These are “surprise medical bills,” also known by the blander phrase “balance billing.” Though they’re not new, they are a real and growing problem in healthcare, and they’re having a little bit of a media moment: Time, PBS NewsHour, and The Huffington Post have all covered the issue this month. Continued national coverage is needed—but, because insurance regulation is handled at the state level, this is also very much a statehouse story. So it was encouraging to see some good recent coverage from Florida, where lawmakers last week passed a significant reform measure in the waning hours of the legislative session.
The bill was subject to intense lobbying and legislative maneuvering before its last-minute approval, and the political dynamic was captured well by the Miami Herald’s Daniel Chang in a story that ran a few days before the final vote. Chang’s piece got to the nub of the balance billing dispute. Standing in the way of consumer protections, he wrote, “is a lot of money.”
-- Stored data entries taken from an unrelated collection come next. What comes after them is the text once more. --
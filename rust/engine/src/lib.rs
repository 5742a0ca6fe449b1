//! # jacks-engine: Jacks-or-Better Video Poker Core
//!
//! The rules engine for a five-card-draw Jacks-or-Better video poker game:
//! cards, deck, hand, scoring into the ten payout categories, the fixed
//! paytable, and a per-player session that sequences the
//! deal→discard→draw→score cycle with JSON persistence and JSONL
//! hand-history logging.
//!
//! ## Core Modules
//!
//! - [`cards`] - Card representation (Suit, Rank, Card) and lookups
//! - [`deck`] - Deck construction, Fisher-Yates shuffling, drawing
//! - [`hand`] - The five-slot hand and its discard/draw cycle
//! - [`score`] - Hand classification (Category, Score, scorer)
//! - [`payout`] - The fixed Jacks-or-Better paytable
//! - [`session`] - Session state machine, credits, wager, persistence
//! - [`logger`] - JSONL hand-history records
//! - [`errors`] - Error types for engine operations
//!
//! ## Quick Start
//!
//! ```rust
//! use jacks_engine::session::Session;
//!
//! // Seeded sessions shuffle deterministically.
//! let mut session = Session::new(Some(42));
//! assert_eq!(session.credits(), 100);
//!
//! session.shuffle_and_deal().unwrap();
//! session.discard_at(0).unwrap();
//! session.draw().unwrap();
//! session.score_hand().unwrap();
//!
//! let score = session.last_hand_score().unwrap();
//! println!("{} paid {}", score.category, session.last_hand_payout().unwrap());
//! ```
//!
//! ## Scoring
//!
//! Scripted decks make hands deterministic; the first card listed is the
//! first card dealt:
//!
//! ```rust
//! use jacks_engine::cards::{Card, Rank, Suit};
//! use jacks_engine::deck::Deck;
//! use jacks_engine::hand::Hand;
//! use jacks_engine::score::Category;
//!
//! // The wheel: the ace plays low for adjacency, high for display.
//! let deck = Deck::from_cards(&[
//!     Card::new(Rank::Three, Suit::Spades),
//!     Card::new(Rank::Two, Suit::Hearts),
//!     Card::new(Rank::Five, Suit::Clubs),
//!     Card::new(Rank::Ace, Suit::Diamonds),
//!     Card::new(Rank::Four, Suit::Clubs),
//! ]);
//! let hand = Hand::deal(deck).unwrap();
//! let score = hand.score().unwrap();
//! assert_eq!(score.category, Category::Straight);
//! assert_eq!(score.major_rank, Some(Rank::Five));
//! assert_eq!(score.minor_rank, Some(Rank::Ace));
//! ```

pub mod cards;
pub mod deck;
pub mod errors;
pub mod hand;
pub mod logger;
pub mod payout;
pub mod score;
pub mod session;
“The issue in dispute—with doctors and hospitals on one side, and insurance companies on the other,” he reported, “is what constitutes fair payment for medical care when there is no contracted rate.” Often, these disputes involve providers like anesthesiologists and radiologists; the providers argue that reforms to limit balance billing give insurers too much power to set prices, while insurers and some advocates see the providers as looking for opportunities to stick patients with big bills. In Florida, these provider groups were among the key opponents to the legislation, Chang explained.
“It’s a glaring irony,” Chang told me in an interview, that some of the goals of the Affordable Care Act seem contrary to the realities of the marketplace. While provisions in the ACA try to move the health system to more team-based care and collaboration, “physicians are silo-ing themselves into group practices that are, as a business model, not employed by the hospital and not contracting with insurers.”* For complex treatments, every provider who interacts with a patient submits a separate bill. But, as he explained in his story, the rise of “narrow networks,” which keep premium costs down by offering access to fewer hospitals and doctors, means that insurers are less likely to have a deal with each provider. (In the Miami-Dade area, many patients belong to “exclusive-provider organizations,” or EPOs, which leave them especially exposed to out-of-network costs.) The confluence of those trends exacerbates the surprise billing problem.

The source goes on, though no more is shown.